■ **Aim of the task**
Scan the data below for lines containing the string "pages" and give only how many there are.

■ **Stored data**
-.-.-
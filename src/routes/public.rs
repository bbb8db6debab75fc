use crate::{
    AppState,
    handlers::{news, notes, users},
};
use axum::{Router, routing::get};

/// Public Router Module
///
/// Endpoints reachable without logging in: the account pages, the news feed and
/// detail pages, and the notes landing page.
///
/// `/news/{id}/` lives here for both methods. GET is public; POST extracts `AuthUser`
/// itself, so an anonymous comment is redirected to login like any guarded route.
pub fn public_routes() -> Router<AppState> {
    Router::new()
        // GET /health
        // Liveness probe for monitoring and load balancers.
        .route("/health", get(|| async { "ok" }))
        // --- Accounts ---
        .route("/auth/login/", get(users::login_page).post(users::login))
        .route("/auth/logout/", get(users::logout).post(users::logout))
        .route("/auth/signup/", get(users::signup_page).post(users::signup))
        // --- News ---
        // GET / and GET /news/
        // The latest news, newest publication date first.
        .route("/", get(news::news_home))
        .route("/news/", get(news::news_home))
        // GET /news/{id}/ renders the item and its comments; POST adds a comment.
        .route("/news/{id}/", get(news::news_detail).post(news::add_comment))
        // --- Notes ---
        .route("/notes/", get(notes::notes_home))
}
-.-.-
■ **Final answer**
2